Big Tree Trail
El Yunque Hikes
|Perhaps the most popular walk in the Caribbean National Forest.|
Big Tree Trail Length: 0.9 miles. Time: 25 minutes each way. Difficulty: 1-2. Trailhead: At km mark 10.4.
Big Tree Trail is probably El Yunque's most popular walk. For one thing, it is the best walk through the tabonuco or true rain forest, offering more diversity in one small area than perhaps anywhere else.
You can try counting and distinguishing the 160 different tree species here, not including ferns and vines (good luck!). This short walk also goes to La Mina falls
A distinctive species of the rain forest is the candle tree. The smooth gray bark oozes a pungent white resin (smells similar to pine pitch) that can be used to start fires.
Even more remarkable is the laurel sabino that grows nowhere else in the world except in the Caribbean National Forest. The laurel sabino is draped with a dense community of vines and airplants that use the tree for support. They do not cause it any harm.
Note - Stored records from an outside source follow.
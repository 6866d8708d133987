//! JSON file store for the add-on configuration.
//!
//! Writes follow a backup-on-write protocol: the previous file is copied
//! to a `.bak` sibling, the new content is written and re-read, and the
//! backup is only removed once the on-disk content matches what was
//! intended. On a mismatch the backup is restored and the save fails.

use std::fs;
use std::path::{Path, PathBuf};

use thiserror::Error;

use super::models::{AddonConfig, ScheduleConfig};

#[derive(Error, Debug)]
pub enum ConfigError {
    #[error("IO error: {0}")]
    Io(#[from] std::io::Error),

    #[error("JSON error: {0}")]
    Json(#[from] serde_json::Error),

    #[error("could not determine the user configuration directory")]
    ConfigDirNotFound,

    #[error("config verification failed, previous file restored")]
    VerificationFailed,
}

pub type Result<T> = std::result::Result<T, ConfigError>;

pub struct ConfigStore {
    path: PathBuf,
}

impl ConfigStore {
    pub fn new(path: PathBuf) -> Self {
        Self { path }
    }

    /// Store under the platform configuration directory
    /// (e.g. `~/.config/float-cards/config.json`).
    pub fn default_location() -> Result<Self> {
        dirs::config_dir()
            .map(|p| Self::new(p.join("float-cards").join("config.json")))
            .ok_or(ConfigError::ConfigDirNotFound)
    }

    pub fn path(&self) -> &Path {
        &self.path
    }

    fn backup_path(&self) -> PathBuf {
        let mut name = self.path.as_os_str().to_os_string();
        name.push(".bak");
        PathBuf::from(name)
    }

    /// Load the configuration, creating it with defaults if it doesn't exist.
    ///
    /// Out-of-range numeric values are clamped on the way in.
    pub fn load(&self) -> Result<AddonConfig> {
        if !self.path.exists() {
            let config = AddonConfig::default();
            self.save(&config)?;
            return Ok(config);
        }

        let content = fs::read_to_string(&self.path)?;
        let config: AddonConfig = serde_json::from_str(&content)?;
        Ok(config.sanitized())
    }

    /// Save the configuration to disk.
    pub fn save(&self, config: &AddonConfig) -> Result<()> {
        if let Some(parent) = self.path.parent() {
            fs::create_dir_all(parent)?;
        }

        let backup_path = self.backup_path();
        if self.path.exists() {
            if let Err(e) = fs::copy(&self.path, &backup_path) {
                log::warn!("failed to create config backup: {}", e);
            }
        }

        let intended = serde_json::to_value(config)?;
        fs::write(&self.path, serde_json::to_string_pretty(&intended)?)?;

        // Re-read and make sure what landed on disk is what we meant to write.
        let written = fs::read_to_string(&self.path)
            .ok()
            .and_then(|content| serde_json::from_str::<serde_json::Value>(&content).ok());

        if written.as_ref() != Some(&intended) {
            log::error!("config verification failed, restoring backup");
            if backup_path.exists() {
                fs::rename(&backup_path, &self.path)?;
            }
            return Err(ConfigError::VerificationFailed);
        }

        if backup_path.exists() {
            fs::remove_file(&backup_path)?;
        }

        log::debug!("configuration saved to {}", self.path.display());
        Ok(())
    }

    /// Read-modify-write helper for the scheduling section.
    ///
    /// Used by the in-window hotkey toggles (toggle scheduling, toggle
    /// auto-close); returns the full configuration as persisted.
    pub fn update_scheduling<F>(&self, mutate: F) -> Result<AddonConfig>
    where
        F: FnOnce(&mut ScheduleConfig),
    {
        let mut config = self.load()?;
        mutate(&mut config.scheduling);
        let config = config.sanitized();
        self.save(&config)?;
        Ok(config)
    }
}

#[cfg(test)]
mod tests {
    use super::*;

    fn store_in(dir: &tempfile::TempDir) -> ConfigStore {
        ConfigStore::new(dir.path().join("config.json"))
    }

    #[test]
    fn load_creates_defaults_when_missing() {
        let dir = tempfile::tempdir().unwrap();
        let store = store_in(&dir);

        let config = store.load().unwrap();

        assert_eq!(config, AddonConfig::default());
        assert!(store.path().exists());
    }

    #[test]
    fn save_then_load_roundtrips() {
        let dir = tempfile::tempdir().unwrap();
        let store = store_in(&dir);

        let mut config = AddonConfig::default();
        config.scheduling.enabled = true;
        config.scheduling.frequency = 15;
        config.scheduling.deck = "Japanese::Vocab".to_string();
        store.save(&config).unwrap();

        let loaded = store.load().unwrap();
        assert_eq!(loaded, config);
    }

    #[test]
    fn save_removes_backup_on_success() {
        let dir = tempfile::tempdir().unwrap();
        let store = store_in(&dir);

        store.save(&AddonConfig::default()).unwrap();
        let mut config = AddonConfig::default();
        config.scheduling.enabled = true;
        store.save(&config).unwrap();

        let backup = dir.path().join("config.json.bak");
        assert!(!backup.exists());
        assert_eq!(store.load().unwrap(), config);
    }

    #[test]
    fn load_fills_missing_keys_with_defaults() {
        let dir = tempfile::tempdir().unwrap();
        let store = store_in(&dir);
        fs::write(
            store.path(),
            r#"{"scheduling": {"enabled": true, "deck": "Kanji"}}"#,
        )
        .unwrap();

        let config = store.load().unwrap();

        assert!(config.scheduling.enabled);
        assert_eq!(config.scheduling.deck, "Kanji");
        assert_eq!(config.scheduling.frequency, 1);
        assert_eq!(config.window_width, 400);
    }

    #[test]
    fn load_clamps_out_of_range_frequency() {
        let dir = tempfile::tempdir().unwrap();
        let store = store_in(&dir);
        fs::write(store.path(), r#"{"scheduling": {"frequency": 99999}}"#).unwrap();

        let config = store.load().unwrap();
        assert_eq!(
            config.scheduling.frequency,
            crate::config::MAX_FREQUENCY_MINUTES
        );
    }

    #[test]
    fn update_scheduling_persists_the_change() {
        let dir = tempfile::tempdir().unwrap();
        let store = store_in(&dir);

        let updated = store
            .update_scheduling(|scheduling| {
                scheduling.enabled = true;
                scheduling.auto_close_on_answer = true;
            })
            .unwrap();

        assert!(updated.scheduling.enabled);
        assert!(updated.scheduling.auto_close_on_answer);

        let reloaded = store.load().unwrap();
        assert!(reloaded.scheduling.enabled);
        assert!(reloaded.scheduling.auto_close_on_answer);
    }
}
With luck, on Big Tree Trail you may see some of El Yunque's eight different lizard species, most of which live in the rain forest zone. Each type has adapted to its particular niche so that none compete. For instance, some species live on the ground, others in trees; one in the sun, another in the shade...a good example of peaceful coexistence.
Near twilight, you may see bats, an important resident in maintaining a tropical forest. By carrying and dropping fruit seeds or pollinating night-flowering plants, they help ensure the forest's regeneration.
Note also how many trees have wide buttressed roots. They require them because the soil is so saturated. Don't expect to see the usual, forest-type creatures in this or any other rain forest. They would need to float to survive here.
Big Tree Trail ends at La Mina Falls, which have a 35-foot drop. You can stop here and swim, return to the trailhead or connect to the La Mina trail (the next hike), which will take you to the parking lot at the Palo Colorado Recreation Center at km 11.9 on Hwy. 191.